CONGRATULATIONS, IF YOU HAVE FOLLOWED THE ABOVE INSTRUCTIONS RELIGIOUSLY, YOU SHOULD BE DRUNK BY NOW. IF NOT, YOU RE SOME POOR SOD WITH A GOOD HOLD FOR LIQUOR. IF BEER DOESNT WORK, TRY XO INSTEAD. OR VODKA. that should do the trick.
Ways to cure a hangover
now if you ve followed the above instructions religiously and end up drunk and stoned and desparately need help to wake up in time to continue with your impossible study schedule, all you have to do is follow these instructions. this is the cure, so apparently this will take more steps to achieve the desired result.
step1
realised you re feeling woozy and crawl to bed.
step2
SLEEP YOU IDIOT!!!! HOW THE HECK CAN YOU CRAM STUFF INTO YOUR BRAIN WHILE YOUR BRAIN FEELS LIKE COTTON WOOL?!?
step3
sleep for as long as 1 and a 1/2 hours.
step4
or longer.
step5
wake up and realise your face is still red. and your stomach feels weird. go get some bread to fill your stomach.
step6
go back to sleep.
step7
wake up and realise your face is NOT red. now thats the way to go.
step8
step onto that creepy thing i call the weighing machine and realise you ve put on 0.1 kg just by drinking beer and eating bread.
step9
worry about it.
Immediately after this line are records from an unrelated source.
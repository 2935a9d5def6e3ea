use clap::{Parser, Subcommand};

use comptoir_app::{
    config::{ApiConfig, ConfigError, LoggingConfig, StorageConfig},
    context::AppContext,
    errors::AppError,
    observability,
};

mod bar;
mod cart;
mod catalog;
mod order;
mod staff;

#[derive(Debug, Parser)]
#[command(name = "comptoir-app", about = "Comptoir bar ordering client", long_about = None)]
pub(crate) struct Cli {
    #[command(flatten)]
    api: ApiConfig,

    #[command(flatten)]
    storage: StorageConfig,

    #[command(flatten)]
    logging: LoggingConfig,

    #[command(subcommand)]
    command: Commands,
}

#[derive(Debug, Subcommand)]
enum Commands {
    /// List products and whether the bar takes orders
    Catalog,

    /// Inspect or edit the local cart
    Cart(cart::CartCommand),

    /// Submit the cart and open its payment session
    Checkout(order::CheckoutArgs),

    /// Read the payment status of an order
    Status(order::StatusArgs),

    /// Find and serve orders
    Staff(staff::StaffCommand),

    /// Manage the bar's opening
    Bar(bar::BarCommand),
}

impl Cli {
    /// Load configuration from `.env`, environment and CLI arguments.
    pub(crate) fn load() -> Result<Self, ConfigError> {
        // Load .env file if present (ignore if missing)
        _ = dotenvy::dotenv();

        let cli = Self::try_parse()?;

        cli.api.validate()?;

        Ok(cli)
    }

    pub(crate) async fn run(self) -> Result<(), AppError> {
        observability::init(&self.logging)?;

        let context = AppContext::from_config(&self.api)?;

        match self.command {
            Commands::Catalog => catalog::run(&context).await,
            Commands::Cart(command) => cart::run(command, &context, &self.storage).await,
            Commands::Checkout(args) => order::checkout(args, &context, &self.storage).await,
            Commands::Status(args) => order::status(args, &context).await,
            Commands::Staff(command) => staff::run(command, &context).await,
            Commands::Bar(command) => bar::run(command, &context).await,
        }
    }
}
//! Cart Submission
//!
//! What a cart sends to order creation, and the seam through which it is sent.

use serde::{Deserialize, Serialize};
use thiserror::Error;

use crate::{catalog::VariationId, orders::OrderId};

/// Reasons order creation refused or failed to take a cart.
#[derive(Debug, Clone, Error, PartialEq, Eq)]
pub enum SubmissionError {
    /// The backend refused the cart, e.g. not enough stock or the bar is closed.
    ///
    /// This verdict overrides any quantity the cart clamped locally.
    #[error("cart rejected: {0}")]
    Rejected(String),

    /// The backend could not be reached or answered with something unreadable.
    #[error("order creation unavailable: {0}")]
    Unavailable(String),
}

/// One requested line.
#[derive(Debug, Clone, Copy, PartialEq, Eq, Serialize, Deserialize)]
pub struct SubmittedElement {
    /// Requested variation
    pub variation_id: VariationId,

    /// Requested quantity, never zero
    pub quantity: u32,
}

/// Body of a cart submission.
#[derive(Debug, Clone, PartialEq, Eq, Serialize, Deserialize)]
pub struct CartSubmission {
    /// Requested lines
    pub elements: Vec<SubmittedElement>,

    /// Purchaser email, when already known
    #[serde(skip_serializing_if = "Option::is_none")]
    pub email: Option<String>,
}

/// Order creation.
pub trait SubmitCart {
    /// Turns a submitted cart into an order.
    ///
    /// # Errors
    ///
    /// Returns a [`SubmissionError`] when the cart is refused or the backend is unreachable.
    async fn submit(&self, submission: &CartSubmission) -> Result<OrderId, SubmissionError>;
}
//! Receipts

use std::fmt::{Display, Formatter, Result as FmtResult};

use rusty_money::{Money, iso::Currency};
use serde::{Deserialize, Serialize};

use crate::{
    orders::{LineItem, OrderId},
    pricing::money,
};

/// Receipt code, issued once payment succeeds and used by staff to find the order.
#[derive(Debug, Clone, PartialEq, Eq, Hash, Serialize, Deserialize)]
#[serde(transparent)]
pub struct Receipt(String);

impl Receipt {
    /// Wraps a receipt code.
    pub fn new(code: impl Into<String>) -> Self {
        Self(code.into())
    }

    /// The code itself, which is also what the QR code encodes.
    pub fn as_str(&self) -> &str {
        &self.0
    }
}

impl Display for Receipt {
    fn fmt(&self, f: &mut Formatter<'_>) -> FmtResult {
        f.write_str(&self.0)
    }
}

impl From<String> for Receipt {
    fn from(value: String) -> Self {
        Self(value)
    }
}

/// What a customer is shown once their payment succeeded.
#[derive(Debug, Clone, PartialEq)]
pub struct ReceiptView<'a> {
    /// Order the receipt belongs to
    pub order: OrderId,

    /// Receipt code
    pub receipt: &'a Receipt,

    /// Payment session reference the QR resource is derived from
    pub client_secret: Option<&'a str>,

    /// Purchased lines
    pub line_items: &'a [LineItem],

    /// Charged total in minor units
    pub total: Option<i64>,
}

impl ReceiptView<'_> {
    /// Charged total, when known.
    pub fn total(&self) -> Option<Money<'static, Currency>> {
        self.total.map(money)
    }

    /// Payload encoded in the receipt's QR code.
    pub fn qr_payload(&self) -> &str {
        self.receipt.as_str()
    }
}
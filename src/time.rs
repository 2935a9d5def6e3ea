//! Epoch-millisecond timestamps
//!
//! The backend and the persisted cart slot exchange instants as integer milliseconds since the
//! Unix epoch. These helpers plug [`Timestamp`] into that representation for serde.

use jiff::Timestamp;
use serde::{Deserialize, Deserializer, Serializer, de::Error as _};

/// Serialize a [`Timestamp`] as epoch milliseconds.
///
/// # Errors
///
/// Returns the serializer's error.
pub fn serialize<S: Serializer>(timestamp: &Timestamp, serializer: S) -> Result<S::Ok, S::Error> {
    serializer.serialize_i64(timestamp.as_millisecond())
}

/// Deserialize a [`Timestamp`] from epoch milliseconds.
///
/// # Errors
///
/// Returns an error if the value is not an integer or is outside the supported range.
pub fn deserialize<'de, D: Deserializer<'de>>(deserializer: D) -> Result<Timestamp, D::Error> {
    let millis = i64::deserialize(deserializer)?;

    Timestamp::from_millisecond(millis).map_err(D::Error::custom)
}

/// Optional variant of the epoch-millisecond representation.
pub mod option {
    use jiff::Timestamp;
    use serde::{Deserialize, Deserializer, Serializer, de::Error as _};

    /// Serialize an optional [`Timestamp`] as epoch milliseconds or `null`.
    ///
    /// # Errors
    ///
    /// Returns the serializer's error.
    #[expect(
        clippy::ref_option,
        reason = "serde `with` modules receive a reference to the field"
    )]
    pub fn serialize<S: Serializer>(
        timestamp: &Option<Timestamp>,
        serializer: S,
    ) -> Result<S::Ok, S::Error> {
        match timestamp {
            Some(timestamp) => serializer.serialize_some(&timestamp.as_millisecond()),
            None => serializer.serialize_none(),
        }
    }

    /// Deserialize an optional [`Timestamp`] from epoch milliseconds or `null`.
    ///
    /// # Errors
    ///
    /// Returns an error if the value is present but out of range.
    pub fn deserialize<'de, D: Deserializer<'de>>(
        deserializer: D,
    ) -> Result<Option<Timestamp>, D::Error> {
        Option::<i64>::deserialize(deserializer)?
            .map(Timestamp::from_millisecond)
            .transpose()
            .map_err(D::Error::custom)
    }
}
WORRY MAN!!!!
step 10
make a cup of green tea
step 11
drink it slowly
step 12
realise it worsens things and your tummy feels rounder
step13
slow jog for 45 min.
step14
not forgeting to try to cram stuff into your brain while you jog. hold your notes and mumble the facts under your breath.
CONGRATULATIONS! IF YOU HAVE FOLLOWED THE ABOVE INSTRUCTIONS CAREFULLY, YOU SHOULD BE CURED OF YOUR HANGOVER NOW! AND YOUR DID IT IN LESS THAN 3 HOURS! YOU SHOULD BE REALLY PROUD OF YOURSELF!!!